The disappointing turnout at the St. Albert Chamber of Commerce all-candidates’ forum was expected because of scheduling it on the Thursday night before Good Friday. What was not expected was the vitriolic response from candidate Brent Rathgeber — both at the forum and in Saturday’s Gazette — when asked about co-operation with other parties. If Rathgeber’s pessimistic outlook is part of the Conservative Party platform, then voters need to send a strong message on Monday — find a way to make it work.
Rathgeber has already served in one minority government and, barring a late surge in the final week of campaigning, if he wins Monday he will serve in a second. Another minority government would indicate that Canadians would rather have the other parties watching the Conservatives closely instead of giving them a blank cheque in the form of a majority. So it is incumbent on all parties, in the interests of governing the country, to find a way to work together, as they have attempted for the last four years.
Yet Rathgeber has no interest in working with anyone that does not wear Tory blue.
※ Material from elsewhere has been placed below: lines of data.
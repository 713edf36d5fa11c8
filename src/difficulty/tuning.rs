//! Difficulty domain: per-difficulty tuning records for the boss, enemies and aura.

use serde::{Deserialize, Serialize};

use super::Difficulty;

/// Bundle of every difficulty-dependent parameter.
#[derive(Debug, Clone, PartialEq, Deserialize, Serialize)]
pub struct DifficultyTuning {
    pub boss: BossTuning,
    pub enemy: EnemyTuning,
    pub ground_enemy: GroundEnemyTuning,
    pub aura: AuraTuning,
}

impl DifficultyTuning {
    pub fn preset(difficulty: Difficulty) -> Self {
        Self {
            boss: BossTuning::preset(difficulty),
            enemy: EnemyTuning::preset(difficulty),
            ground_enemy: GroundEnemyTuning::preset(difficulty),
            aura: AuraTuning::preset(difficulty),
        }
    }
}

#[derive(Debug, Clone, PartialEq, Deserialize, Serialize)]
pub struct BossTuning {
    /// Multiplier applied to the base boss health from the arena config
    pub health_multiplier: f32,
    /// Seconds between attacks above 25% health
    pub attack_cooldown: f32,
    /// Seconds between attacks at or below 25% health
    pub low_hp_cooldown: f32,
    /// Damage dealt by every boss projectile
    pub projectile_damage: i32,
    /// Seconds before a straight projectile expires
    pub projectile_lifetime: f32,
    pub cross_spin: CrossSpinTuning,
    pub circle_wave: CircleWaveTuning,
    pub homing: HomingTuning,
    pub dual: DualAttackTuning,
}

#[derive(Debug, Clone, PartialEq, Deserialize, Serialize)]
pub struct CrossSpinTuning {
    /// Degrees the spokes rotate per burst
    pub angle_step: f32,
    /// Total sweep in degrees
    pub sweep: f32,
    pub delay: f32,
    pub low_hp_delay: f32,
    pub speed: f32,
    pub low_hp_speed: f32,
    /// Randomize clockwise/counter-clockwise sweep
    pub random_spin_direction: bool,
    /// Fire 8 spokes instead of 4 at or below 25% health
    pub extra_spokes_at_low_hp: bool,
}

#[derive(Debug, Clone, PartialEq, Deserialize, Serialize)]
pub struct CircleWaveTuning {
    pub waves: u32,
    /// Degrees between projectiles in a fixed ring
    pub ring_step: f32,
    /// Extra rotation added to each successive fixed ring
    pub wave_offset_step: f32,
    pub delay: f32,
    pub low_hp_delay: f32,
    pub speed: f32,
    pub random_speed: f32,
    /// Ring projectiles fly out and come back to the boss
    pub boomerang_rings: bool,
    pub boomerang_return_speed: f32,
    pub boomerang_return_delay: f32,
    /// Upper bound on waiting for a boomerang to turn around after the last wave
    pub boomerang_wait_limit: f32,
}

impl CircleWaveTuning {
    /// Projectiles per wave, shared by the fixed and random variants.
    pub fn projectiles_per_wave(&self) -> u32 {
        if self.ring_step <= 0.0 {
            return 0;
        }
        (360.0 / self.ring_step).round() as u32
    }
}

#[derive(Debug, Clone, PartialEq, Deserialize, Serialize)]
pub struct HomingTuning {
    pub enabled: bool,
    pub count: u32,
    pub low_hp_count: u32,
    /// Seconds between consecutive homing shots
    pub interval: f32,
    pub speed: f32,
    /// Degrees per second
    pub turn_rate: f32,
    pub lifetime: f32,
    pub damage: i32,
}

#[derive(Debug, Clone, PartialEq, Deserialize, Serialize)]
pub struct DualAttackTuning {
    /// Probability the dual attack joins the pool at or below 25% health
    pub chance: f32,
    /// Minimum seconds the dual attack occupies the director
    pub window: f32,
}

#[derive(Debug, Clone, PartialEq, Deserialize, Serialize)]
pub struct EnemyTuning {
    /// Disabled enemies are removed as soon as they spawn
    pub enabled: bool,
    pub max_health: i32,
    pub chase_speed: f32,
    pub retreat_speed: f32,
    pub stop_smoothing: f32,
    pub fire_interval: f32,
    pub projectile_speed: f32,
    pub projectile_damage: i32,
}

/// Melee walker that patrols its ledge and swings after a wind-up.
#[derive(Debug, Clone, PartialEq, Deserialize, Serialize)]
pub struct GroundEnemyTuning {
    pub enabled: bool,
    pub max_health: i32,
    pub move_speed: f32,
    /// Chases the player inside this distance, patrols outside it
    pub detection_radius: f32,
    /// Starts the wind-up inside this distance
    pub attack_range: f32,
    pub attack_windup: f32,
    /// Seconds the walker stays planted after the swing
    pub attack_recovery: f32,
    /// Radius of the swing circle
    pub attack_radius: f32,
    /// Swing circle offset in front of the walker
    pub attack_reach: f32,
    pub attack_damage: i32,
}

#[derive(Debug, Clone, PartialEq, Deserialize, Serialize)]
pub struct AuraTuning {
    pub radius: f32,
    pub contact_damage: i32,
    pub damage_interval: f32,
    pub knockback_impulse: f32,
    pub max_knockback_speed: f32,
}

impl BossTuning {
    pub fn preset(difficulty: Difficulty) -> Self {
        match difficulty {
            Difficulty::Easy => Self {
                health_multiplier: 0.75,
                attack_cooldown: 3.5,
                low_hp_cooldown: 2.0,
                projectile_damage: 8,
                projectile_lifetime: 5.0,
                cross_spin: CrossSpinTuning {
                    angle_step: 10.0,
                    delay: 0.45,
                    low_hp_delay: 0.3,
                    speed: 170.0,
                    low_hp_speed: 200.0,
                    ..CrossSpinTuning::base()
                },
                circle_wave: CircleWaveTuning {
                    waves: 2,
                    ring_step: 20.0,
                    ..CircleWaveTuning::base()
                },
                homing: HomingTuning {
                    enabled: false,
                    ..HomingTuning::base()
                },
                dual: DualAttackTuning {
                    chance: 0.0,
                    window: 3.0,
                },
            },
            Difficulty::Normal => Self {
                health_multiplier: 1.0,
                attack_cooldown: 3.0,
                low_hp_cooldown: 1.5,
                projectile_damage: 10,
                projectile_lifetime: 5.0,
                cross_spin: CrossSpinTuning::base(),
                circle_wave: CircleWaveTuning::base(),
                homing: HomingTuning::base(),
                dual: DualAttackTuning {
                    chance: 0.35,
                    window: 3.0,
                },
            },
            Difficulty::Hard => Self {
                health_multiplier: 1.25,
                attack_cooldown: 2.5,
                low_hp_cooldown: 1.25,
                projectile_damage: 12,
                projectile_lifetime: 5.5,
                cross_spin: CrossSpinTuning {
                    delay: 0.35,
                    low_hp_delay: 0.22,
                    speed: 208.0,
                    low_hp_speed: 240.0,
                    random_spin_direction: true,
                    ..CrossSpinTuning::base()
                },
                circle_wave: CircleWaveTuning {
                    waves: 4,
                    delay: 0.9,
                    low_hp_delay: 0.65,
                    speed: 208.0,
                    random_speed: 240.0,
                    ..CircleWaveTuning::base()
                },
                homing: HomingTuning {
                    low_hp_count: 4,
                    speed: 144.0,
                    turn_rate: 200.0,
                    ..HomingTuning::base()
                },
                dual: DualAttackTuning {
                    chance: 0.6,
                    window: 3.0,
                },
            },
            Difficulty::Nightmare => Self {
                health_multiplier: 1.5,
                attack_cooldown: 2.0,
                low_hp_cooldown: 1.0,
                projectile_damage: 15,
                projectile_lifetime: 6.0,
                cross_spin: CrossSpinTuning {
                    delay: 0.3,
                    low_hp_delay: 0.2,
                    speed: 224.0,
                    low_hp_speed: 256.0,
                    random_spin_direction: true,
                    extra_spokes_at_low_hp: true,
                    ..CrossSpinTuning::base()
                },
                circle_wave: CircleWaveTuning {
                    waves: 4,
                    delay: 0.8,
                    low_hp_delay: 0.6,
                    speed: 224.0,
                    random_speed: 256.0,
                    boomerang_rings: true,
                    ..CircleWaveTuning::base()
                },
                homing: HomingTuning {
                    count: 3,
                    low_hp_count: 4,
                    speed: 160.0,
                    turn_rate: 220.0,
                    damage: 15,
                    ..HomingTuning::base()
                },
                dual: DualAttackTuning {
                    chance: 1.0,
                    window: 3.0,
                },
            },
        }
    }
}

impl CrossSpinTuning {
    fn base() -> Self {
        Self {
            angle_step: 7.5,
            sweep: 180.0,
            delay: 0.4,
            low_hp_delay: 0.25,
            speed: 192.0,
            low_hp_speed: 224.0,
            random_spin_direction: false,
            extra_spokes_at_low_hp: false,
        }
    }
}

impl CircleWaveTuning {
    fn base() -> Self {
        Self {
            waves: 3,
            ring_step: 15.0,
            wave_offset_step: 5.0,
            delay: 1.0,
            low_hp_delay: 0.75,
            speed: 192.0,
            random_speed: 224.0,
            boomerang_rings: false,
            boomerang_return_speed: 256.0,
            boomerang_return_delay: 0.35,
            boomerang_wait_limit: 6.0,
        }
    }
}

impl HomingTuning {
    fn base() -> Self {
        Self {
            enabled: true,
            count: 2,
            low_hp_count: 3,
            interval: 0.3,
            speed: 128.0,
            turn_rate: 180.0,
            lifetime: 6.0,
            damage: 10,
        }
    }
}

impl EnemyTuning {
    pub fn preset(difficulty: Difficulty) -> Self {
        let base = Self {
            enabled: true,
            max_health: 50,
            chase_speed: 64.0,
            retreat_speed: 32.0,
            stop_smoothing: 5.0,
            fire_interval: 1.2,
            projectile_speed: 192.0,
            projectile_damage: 10,
        };
        match difficulty {
            Difficulty::Easy => Self {
                enabled: false,
                max_health: 35,
                fire_interval: 1.8,
                projectile_speed: 160.0,
                projectile_damage: 6,
                ..base
            },
            Difficulty::Normal => base,
            Difficulty::Hard => Self {
                max_health: 65,
                chase_speed: 80.0,
                fire_interval: 1.0,
                projectile_speed: 224.0,
                projectile_damage: 12,
                ..base
            },
            Difficulty::Nightmare => Self {
                max_health: 80,
                chase_speed: 96.0,
                retreat_speed: 48.0,
                stop_smoothing: 7.0,
                fire_interval: 0.8,
                projectile_speed: 256.0,
                projectile_damage: 15,
                ..base
            },
        }
    }
}

impl GroundEnemyTuning {
    pub fn preset(difficulty: Difficulty) -> Self {
        let base = Self {
            enabled: true,
            max_health: 50,
            move_speed: 64.0,
            detection_radius: 192.0,
            attack_range: 38.4,
            attack_windup: 0.5,
            attack_recovery: 0.1,
            attack_radius: 25.6,
            attack_reach: 20.0,
            attack_damage: 10,
        };
        match difficulty {
            Difficulty::Easy => Self {
                max_health: 35,
                move_speed: 48.0,
                attack_windup: 0.65,
                attack_damage: 6,
                ..base
            },
            Difficulty::Normal => base,
            Difficulty::Hard => Self {
                max_health: 65,
                move_speed: 80.0,
                attack_windup: 0.4,
                attack_damage: 12,
                ..base
            },
            Difficulty::Nightmare => Self {
                max_health: 80,
                move_speed: 96.0,
                detection_radius: 224.0,
                attack_windup: 0.35,
                attack_damage: 15,
                ..base
            },
        }
    }
}

impl AuraTuning {
    pub fn preset(difficulty: Difficulty) -> Self {
        let contact_damage = match difficulty {
            Difficulty::Easy => 3,
            Difficulty::Normal => 5,
            Difficulty::Hard => 7,
            Difficulty::Nightmare => 10,
        };
        Self {
            radius: 56.0,
            contact_damage,
            damage_interval: 0.45,
            knockback_impulse: 224.0,
            max_knockback_speed: 320.0,
        }
    }
}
At the forum on Thursday night, as candidates Brian LaBelle (NDP), Kevin Taron (Liberal) and Peter Johnston (Green) committed to working with other parties to conduct the business of governance, Rathgeber instead said, “There’s no room for compromise here,” adding the House of Commons will never be “a municipal council chamber or a school board meeting where people can park their partisan interests at the door and work together.”
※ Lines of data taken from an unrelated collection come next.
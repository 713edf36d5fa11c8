//! Movement domain: locomotion systems for timers, jumping, dashing and gravity.

use avian2d::prelude::*;
use bevy::ecs::message::MessageWriter;
use bevy::prelude::*;

use crate::animation::{AnimCue, AnimationTrigger};
use crate::combat::PlayerStats;
use crate::movement::{
    DashCharges, DashState, DashTrail, Facing, MovementInput, MovementState, MovementTuning,
    PLAYER_FRICTION, Player, TrailVariant,
};

pub(crate) fn update_timers(
    time: Res<Time>,
    mut query: Query<(&mut DashState, &mut Friction), With<Player>>,
) {
    let dt = time.delta_secs();

    for (mut dash, mut friction) in &mut query {
        if dash.tick(dt) {
            *friction = Friction::new(PLAYER_FRICTION);
        }
    }
}

pub(crate) fn apply_horizontal_movement(
    input: Res<MovementInput>,
    mut query: Query<(&DashState, &PlayerStats, &mut LinearVelocity), With<Player>>,
) {
    for (dash, stats, mut velocity) in &mut query {
        // Dash owns the velocity while it runs
        if dash.active {
            continue;
        }
        velocity.x = input.axis.x * stats.move_speed;
    }
}

pub(crate) fn apply_jump(
    time: Res<Time>,
    input: Res<MovementInput>,
    tuning: Res<MovementTuning>,
    mut query: Query<
        (Entity, &mut MovementState, &DashState, &PlayerStats, &mut LinearVelocity),
        With<Player>,
    >,
    mut animations: MessageWriter<AnimationTrigger>,
) {
    let dt = time.delta_secs();

    for (entity, mut state, dash, stats, mut velocity) in &mut query {
        if dash.active {
            continue;
        }

        if input.jump_just_pressed && state.grounded {
            velocity.y = stats.jump_force;
            state.jumping = true;
            state.jump_hold_timer = tuning.max_jump_hold;
            animations.write(AnimationTrigger {
                entity,
                cue: AnimCue::Jump,
            });
        } else if input.jump_held && state.jumping {
            // Holding extends the jump until the hold timer runs out
            if state.jump_hold_timer > 0.0 {
                velocity.y += tuning.jump_hold_force * dt;
                state.jump_hold_timer -= dt;
            } else {
                state.jumping = false;
            }
        }

        // Variable jump height - cut velocity when releasing jump
        if input.jump_just_released {
            state.jumping = false;
            if velocity.y > 0.0 {
                velocity.y *= 0.5;
            }
        }
    }
}

pub(crate) fn apply_dash(
    input: Res<MovementInput>,
    tuning: Res<MovementTuning>,
    mut query: Query<
        (&mut DashState, &mut DashCharges, &mut LinearVelocity, &mut Friction),
        With<Player>,
    >,
) {
    for (mut dash, mut charges, mut velocity, mut friction) in &mut query {
        if input.dash_just_pressed
            && dash.try_start(&mut charges, input.dash_direction(), &tuning)
        {
            *friction = Friction::new(0.0);
            debug!(
                "Dash started: dir={:?}, charges={}/{}",
                dash.direction, charges.current, charges.max
            );
        }

        if dash.active {
            velocity.0 = dash.direction * tuning.dash_speed;
        }
    }
}

pub(crate) fn spawn_dash_trails(
    mut commands: Commands,
    tuning: Res<MovementTuning>,
    mut query: Query<(&Transform, &mut DashState), With<Player>>,
) {
    for (transform, mut dash) in &mut query {
        if !dash.active || dash.trail_timer > 0.0 {
            continue;
        }
        dash.trail_timer += tuning.dash_trail_spacing;

        let origin = transform.translation.truncate();
        let perp = dash.direction.perp() * tuning.dash_trail_offset;
        let trails = [
            (origin, TrailVariant::Center),
            (origin + perp, dash.edge_variant),
            (origin - perp, dash.edge_variant),
        ];

        for (position, variant) in trails {
            commands.spawn((
                DashTrail {
                    variant,
                    remaining: tuning.dash_trail_lifetime,
                    lifetime: tuning.dash_trail_lifetime,
                },
                Sprite {
                    color: DashTrail::color(variant),
                    custom_size: Some(Vec2::new(16.0, 40.0)),
                    ..default()
                },
                Transform::from_translation(position.extend(-1.0)),
            ));
        }
    }
}

pub(crate) fn fade_dash_trails(
    mut commands: Commands,
    time: Res<Time>,
    mut query: Query<(Entity, &mut DashTrail, &mut Sprite)>,
) {
    let dt = time.delta_secs();

    for (entity, mut trail, mut sprite) in &mut query {
        trail.remaining -= dt;
        if trail.remaining <= 0.0 {
            commands.entity(entity).despawn();
            continue;
        }
        let alpha = 0.6 * trail.remaining / trail.lifetime.max(f32::EPSILON);
        sprite.color = DashTrail::color(trail.variant).with_alpha(alpha);
    }
}

pub(crate) fn apply_gravity(
    time: Res<Time>,
    tuning: Res<MovementTuning>,
    mut query: Query<(&mut MovementState, &DashState, &mut LinearVelocity), With<Player>>,
) {
    let dt = time.delta_secs();

    for (mut state, dash, mut velocity) in &mut query {
        // No gravity during dash
        if dash.active {
            continue;
        }

        velocity.y = (velocity.y - tuning.gravity * dt).max(-tuning.max_fall_speed);
        if !state.grounded && velocity.y < -0.1 {
            state.falling = true;
        }
    }
}

pub(crate) fn update_facing(
    input: Res<MovementInput>,
    mut query: Query<(&mut MovementState, &DashState, &mut Sprite), With<Player>>,
) {
    for (mut state, dash, mut sprite) in &mut query {
        if dash.active {
            continue;
        }

        if input.axis.x > 0.1 {
            state.facing = Facing::Right;
        } else if input.axis.x < -0.1 {
            state.facing = Facing::Left;
        }
        sprite.flip_x = state.facing == Facing::Left;
    }
}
In Candidates’ Corner in last Saturday’s Gazette, Rathgeber repeated that same sentiment by calling the idea of the parties working together to pass a budget “fairy dust,” saying none of the last three minority Parliaments have worked and added that Canadians would be naive to expect a different result with a fourth minority.
Yes Parliament is adversarial in nature, but not to the point of never getting anything done. Its purpose is to hold the government to account and if the Conservatives haven’t gotten anything done since taking power, why are they trumpeting their economic record so forcefully? How were they able to accomplish that if Parliament functioned so poorly? Is it naive to expect everyone in the House of Commons to get along? Absolutely, but Canadians also expect whoever is elected Monday will go to Ottawa and find a way to make it work.
Rathgeber is either suffering from a serious case of political myopia or trying to feed the fear factor here in St. Albert — if you don’t elect a Conservative majority, nothing will ever get done. In his world, and within the rest of the Conservative camp, it has to be Stephen Harper’s way or no way at all. With statements like those, is it any wonder we are voting again and, if his attitude persists, why we will probably be heading to the polls again sooner rather than later?
No one person or party in politics has a monopoly on good ideas, which was made plainly evident Thursday night. Given LaBelle, Taron and Johnston all pledged to work with other parties if elected, Rathgeber might have just been trying to stand out. But if he was trying to illustrate his point, he proved only that alienating the opposition supersedes the best interests of both our constituency and the country as a whole. If voters were naive, they’d believe in Rathgeber’s scare tactics. We believe they aren’t.